According to the International Campaign to Ban Landmines network, more than 4,200 people, of whom 42 per cent are children, fall victim to landmines and ERWs annually in many of the countries affected by war or in post-conflict situations around the world.

A global Mine Ban Treaty known as the Ottawa Convention (which became international law in 1999) has been signed and ratified by 162 countries. It prohibits the use, stockpiling, production and transfer of anti-personnel landmines (APLs). Sadly, Pakistan is among the countries (United States, China, India, Pakistan, Nepal, and Russia) that have have not signed the treaty and is among both the producers and users of landmines.

In  2016, the Landmine Monitor report placed India as the third biggest stockpiler of APLs in 2015 after Russia and Pakistan.

Last yearSri Lanka acceded to the Antipersonnel Mine Ban Convention and set a deadline to be free of landmines by 2020. “Sri Lanka’s accession should spur other nations that haven’t joined the landmine treaty to take another look at why they want to be associated with such an obsolete, abhorrent weapon,” said Steve Goose, arms director at Human Rights Watch and chair of the International Campaign to Ban Landmines – the group effort behind the 1997 Mine Ban Treaty.

But Shah said that unless India agreed to accede, Pakistan will not take the first step. “Perhaps the way to go about it is to bring the issue on the agenda during peace negotiations and when talks around confidence building measures take place between the two countries,” he said.

SPADO is also the official contact point of the International Campaign to Ban Landmines (ICBL) and Cluster Munitions Coalition (CMC). It openly advocates for the universalization of the Mine Ban Treaty and the Convention on Cluster Munitions.

Along with FATA, accidents due to landmines are happening in other places in Pakistan. In 2017, according to SPADO, among the 316 injuries and 153 deaths in total, Pakistan-administered Kashmir recorded seven; Balochistan province 171; FATA 230; and KPK 61.

A majority of the injured and dead were men who were found either driving, fetching water, taking livestock for grazing, rescuing others who had stepped on a bomb, passing by etc. Children were usually playing outside when they chanced upon a shiny object, like a “disc-shaped shoe polish box” hidden in the grass which they attempted to pick  up.
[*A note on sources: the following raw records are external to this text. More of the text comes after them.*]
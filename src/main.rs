mod ui;

use std::io;
use std::process::ExitCode;
use std::sync::Arc;

use clap::Parser;
use tracing_subscriber::EnvFilter;

use movie_rating::{
    config::{Cli, Config},
    console,
    provider::{LookupProvider, OmdbProvider},
};

fn init_tracing(verbose: u8) {
    let default = match verbose {
        0 => "movie_rating=info",
        1 => "movie_rating=debug",
        _ => "movie_rating=trace",
    };
    let filter = EnvFilter::try_from_default_env().unwrap_or_else(|_| EnvFilter::new(default));

    // stdout belongs to the console flow
    tracing_subscriber::fmt()
        .with_env_filter(filter)
        .with_writer(io::stderr)
        .with_target(false)
        .init();
}

fn run_console(provider: &dyn LookupProvider) {
    let mut input = io::stdin().lock();
    let mut out = io::stdout().lock();
    if let Err(e) = console::run(provider, &mut input, &mut out) {
        tracing::error!(error = %e, "Console I/O failed");
    }
}

fn main() -> ExitCode {
    let cli = Cli::parse();
    init_tracing(cli.verbose);

    let config = match Config::from_cli(&cli) {
        Ok(config) => config,
        Err(e) => {
            eprintln!("Error: {}", e);
            return ExitCode::FAILURE;
        }
    };

    let provider: Arc<dyn LookupProvider> = match OmdbProvider::new(&config) {
        Ok(provider) => Arc::new(provider),
        // The console flow needs a provider too, so there is nothing to fall back to
        Err(e) => {
            tracing::error!(error = %e, "Failed to build lookup provider");
            eprintln!("Error: {}", e);
            return ExitCode::FAILURE;
        }
    };

    if config.console {
        run_console(provider.as_ref());
        return ExitCode::SUCCESS;
    }

    if let Err(e) = gtk::init() {
        tracing::warn!(error = %e, "GTK initialisation failed");
        println!("GTK is not available. Running console version instead.");
        println!("Error: {}", e);
        run_console(provider.as_ref());
        return ExitCode::SUCCESS;
    }

    if let Err(e) = ui::run(&config, provider.clone()) {
        tracing::error!(error = ?e, "GUI failed to start");
        println!("An error occurred: {:#}", e);
        println!("Falling back to console version.");
        run_console(provider.as_ref());
    }

    ExitCode::SUCCESS
}
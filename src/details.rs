use crate::{
    error::AppResult,
    models::MovieDetail,
    provider::LookupProvider,
};

pub const LOADING: &str = "Loading movie details...";
pub const UNKNOWN_GENRE: &str = "Unknown Genre";
pub const NO_PLOT: &str = "No plot summary available";
pub const NOT_RATED: &str = "Not Rated";

const PLOT_ATTRIBUTION: &str = "::";

/// Traffic-light band for a rating
#[derive(Debug, Clone, Copy, PartialEq, Eq)]
pub enum RatingTier {
    Positive,
    Middle,
    Negative,
    Neutral,
}

impl RatingTier {
    pub fn from_rating(rating: Option<f32>) -> Self {
        match rating {
            Some(r) if r >= 7.5 => RatingTier::Positive,
            Some(r) if r >= 6.0 => RatingTier::Middle,
            Some(_) => RatingTier::Negative,
            None => RatingTier::Neutral,
        }
    }

    pub fn hex(self) -> &'static str {
        match self {
            RatingTier::Positive => "#4CAF50",
            RatingTier::Middle => "#FFC107",
            RatingTier::Negative => "#F44336",
            RatingTier::Neutral => "#555555",
        }
    }

    /// Fill colour as cairo-style RGB fractions
    pub fn rgb(self) -> (f64, f64, f64) {
        let hex = &self.hex()[1..];
        let channel = |i: usize| {
            u8::from_str_radix(&hex[i..i + 2], 16).map_or(0.0, |v| f64::from(v) / 255.0)
        };
        (channel(0), channel(2), channel(4))
    }
}

/// Display strings derived from a `MovieDetail`
#[derive(Debug, Clone, PartialEq)]
pub struct DetailView {
    pub title_line: String,
    pub tier: RatingTier,
    pub rating_label: String,
    pub disc_text: String,
    pub info_line: String,
    pub plot: String,
}

impl DetailView {
    pub fn from_detail(movie: &MovieDetail) -> Self {
        let tier = RatingTier::from_rating(movie.rating);
        let (rating_label, disc_text) = match movie.rating {
            Some(r) => (format!("IMDb: {:.1}/10", r), format!("{:.1}", r)),
            None => (NOT_RATED.to_string(), "N/A".to_string()),
        };

        Self {
            title_line: format!("{} ({})", movie.title, movie.year),
            tier,
            rating_label,
            disc_text,
            info_line: format!("Genre: {}", genre_line(&movie.genres)),
            plot: plot_text(&movie.plots),
        }
    }
}

/// First three genres, comma separated
pub fn genre_line(genres: &[String]) -> String {
    if genres.is_empty() {
        return UNKNOWN_GENRE.to_string();
    }
    genres
        .iter()
        .take(3)
        .map(String::as_str)
        .collect::<Vec<_>>()
        .join(", ")
}

/// First plot entry with the trailing `::author` attribution removed
pub fn plot_text(plots: &[String]) -> String {
    match plots.first() {
        Some(plot) => plot
            .split(PLOT_ATTRIBUTION)
            .next()
            .unwrap_or_default()
            .to_string(),
        None => NO_PLOT.to_string(),
    }
}

pub fn loaded_status(movie: &MovieDetail) -> String {
    format!("Loaded details for '{}'", movie.title)
}

pub fn run(provider: &dyn LookupProvider, id: &str) -> AppResult<MovieDetail> {
    let movie = provider.details(id)?;
    tracing::info!(
        provider = provider.name(),
        id,
        title = %movie.title,
        rating = ?movie.rating,
        "Details loaded"
    );
    Ok(movie)
}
“The figures that SPADO has collected  includes only those that were reported in the media and are just the tip of the iceberg,” Shah emphasized.

He said there was an urgent need for a national registry where such a record is kept and a more comprehensive rehabilitation programme is instituted.

“Taking care of the injured and maimed is expensive and long term,” he said, noting that when the victim is a child, for example, he or she will grow and require new prosthetic limbs. “While the army takes care of its own, unfortunately, there are very few institutes where civilians can go and seek help,” he said.